• **Information given**:
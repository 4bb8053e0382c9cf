//! Command-line interface definition

pub mod commands;
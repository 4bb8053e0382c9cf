//! Template Store port
//!
//! Resolves a template identifier (e.g. `get-capital-prompt`) to its raw
//! text. Stores are read-only; implementations may cache loaded text for the
//! lifetime of the process.

use std::sync::Arc;
use thiserror::Error;

/// Errors that can occur while loading a template
#[derive(Error, Debug, Clone, PartialEq, Eq)]
pub enum TemplateStoreError {
    #[error("Template not found: {0}")]
    NotFound(String),

    #[error("Template '{id}' could not be read: {reason}")]
    Unreadable { id: String, reason: String },
}

pub trait TemplateStore: Send + Sync {
    /// Load the raw text of template `id`
    fn load(&self, id: &str) -> Result<Arc<str>, TemplateStoreError>;

    /// Whether template `id` can be loaded
    fn exists(&self, id: &str) -> bool {
        self.load(id).is_ok()
    }
}
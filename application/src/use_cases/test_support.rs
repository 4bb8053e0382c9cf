//! Test doubles shared by the use case tests

use crate::ports::completion_gateway::{CompletionGateway, GatewayError};
use crate::ports::template_store::{TemplateStore, TemplateStoreError};
use async_trait::async_trait;
use std::collections::{HashMap, VecDeque};
use std::sync::Arc;
use std::sync::Mutex;
use std::sync::atomic::{AtomicUsize, Ordering};

/// Gateway that replays scripted results and records every prompt
pub struct MockGateway {
    responses: Mutex<VecDeque<Result<String, GatewayError>>>,
    prompts: Mutex<Vec<String>>,
    calls: AtomicUsize,
}

impl MockGateway {
    pub fn new(responses: Vec<Result<String, GatewayError>>) -> Self {
        Self {
            responses: Mutex::new(VecDeque::from(responses)),
            prompts: Mutex::new(Vec::new()),
            calls: AtomicUsize::new(0),
        }
    }

    pub fn replying(text: &str) -> Self {
        Self::new(vec![Ok(text.to_string())])
    }

    pub fn failing(error: GatewayError) -> Self {
        Self::new(vec![Err(error)])
    }

    pub fn calls(&self) -> usize {
        self.calls.load(Ordering::SeqCst)
    }

    pub fn prompts(&self) -> Vec<String> {
        self.prompts.lock().unwrap().clone()
    }
}

#[async_trait]
impl CompletionGateway for MockGateway {
    async fn complete(&self, prompt: &str) -> Result<String, GatewayError> {
        self.calls.fetch_add(1, Ordering::SeqCst);
        self.prompts.lock().unwrap().push(prompt.to_string());
        self.responses
            .lock()
            .unwrap()
            .pop_front()
            .unwrap_or_else(|| Err(GatewayError::Other("No more responses".to_string())))
    }

    fn model(&self) -> &str {
        "mock-model"
    }
}

/// Gateway that never answers, for cancellation tests
pub struct PendingGateway {
    calls: AtomicUsize,
}

impl PendingGateway {
    pub fn new() -> Self {
        Self {
            calls: AtomicUsize::new(0),
        }
    }

    pub fn calls(&self) -> usize {
        self.calls.load(Ordering::SeqCst)
    }
}

#[async_trait]
impl CompletionGateway for PendingGateway {
    async fn complete(&self, _prompt: &str) -> Result<String, GatewayError> {
        self.calls.fetch_add(1, Ordering::SeqCst);
        std::future::pending().await
    }

    fn model(&self) -> &str {
        "pending-model"
    }
}

/// In-memory template store
pub struct MapTemplateStore {
    templates: HashMap<String, Arc<str>>,
}

impl MapTemplateStore {
    pub fn new(templates: &[(&str, &str)]) -> Self {
        Self {
            templates: templates
                .iter()
                .map(|(id, text)| (id.to_string(), Arc::from(*text)))
                .collect(),
        }
    }

    pub fn empty() -> Self {
        Self::new(&[])
    }
}

impl TemplateStore for MapTemplateStore {
    fn load(&self, id: &str) -> Result<Arc<str>, TemplateStoreError> {
        self.templates
            .get(id)
            .cloned()
            .ok_or_else(|| TemplateStoreError::NotFound(id.to_string()))
    }
}

/// The two bundled templates, in the same form as shipped
pub fn capital_templates() -> MapTemplateStore {
    MapTemplateStore::new(&[
        (
            "get-capital-prompt",
            "What is the capital of {stateOrCountry}?\n{format}",
        ),
        (
            "get-capital-with-info",
            "What is the capital of {stateOrCountry}? Tell me about its population and landmarks.",
        ),
    ])
}
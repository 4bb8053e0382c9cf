//! Port definitions (interfaces for external adapters)
//!
//! Ports define the contracts that infrastructure adapters must implement.

pub mod completion_gateway;
pub mod template_store;
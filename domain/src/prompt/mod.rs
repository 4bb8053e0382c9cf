//! Prompt domain
//!
//! The placeholder template engine and the catalogue of bundled templates.

pub mod catalog;
mod template;

pub use template::{PromptTemplate, TemplateError};
//! Completion Gateway port
//!
//! Defines the interface for sending a finished prompt to a text-completion
//! provider and getting its text back.

use async_trait::async_trait;
use thiserror::Error;

/// Errors that can occur during a completion call
#[derive(Error, Debug, Clone, PartialEq, Eq)]
pub enum GatewayError {
    #[error("Connection error: {0}")]
    ConnectionError(String),

    #[error("API error (status {status}): {body}")]
    Api { status: u16, body: String },

    #[error("Malformed response: {0}")]
    MalformedResponse(String),

    #[error("Other error: {0}")]
    Other(String),
}

/// Gateway for completion calls
///
/// Implementations (adapters) live in the infrastructure layer. Each call to
/// [`complete`](CompletionGateway::complete) must result in exactly one
/// request to the provider; retry policy, if any, is not this port's job.
#[async_trait]
pub trait CompletionGateway: Send + Sync {
    /// Send `prompt` and return the completion text
    async fn complete(&self, prompt: &str) -> Result<String, GatewayError>;

    /// Model identifier used for completions (for logging)
    fn model(&self) -> &str;
}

• **Your instructions**: Line count for the string "PendingGateway": give the number of lines in the listing that hold it, with no other output.

• **Result below**: 3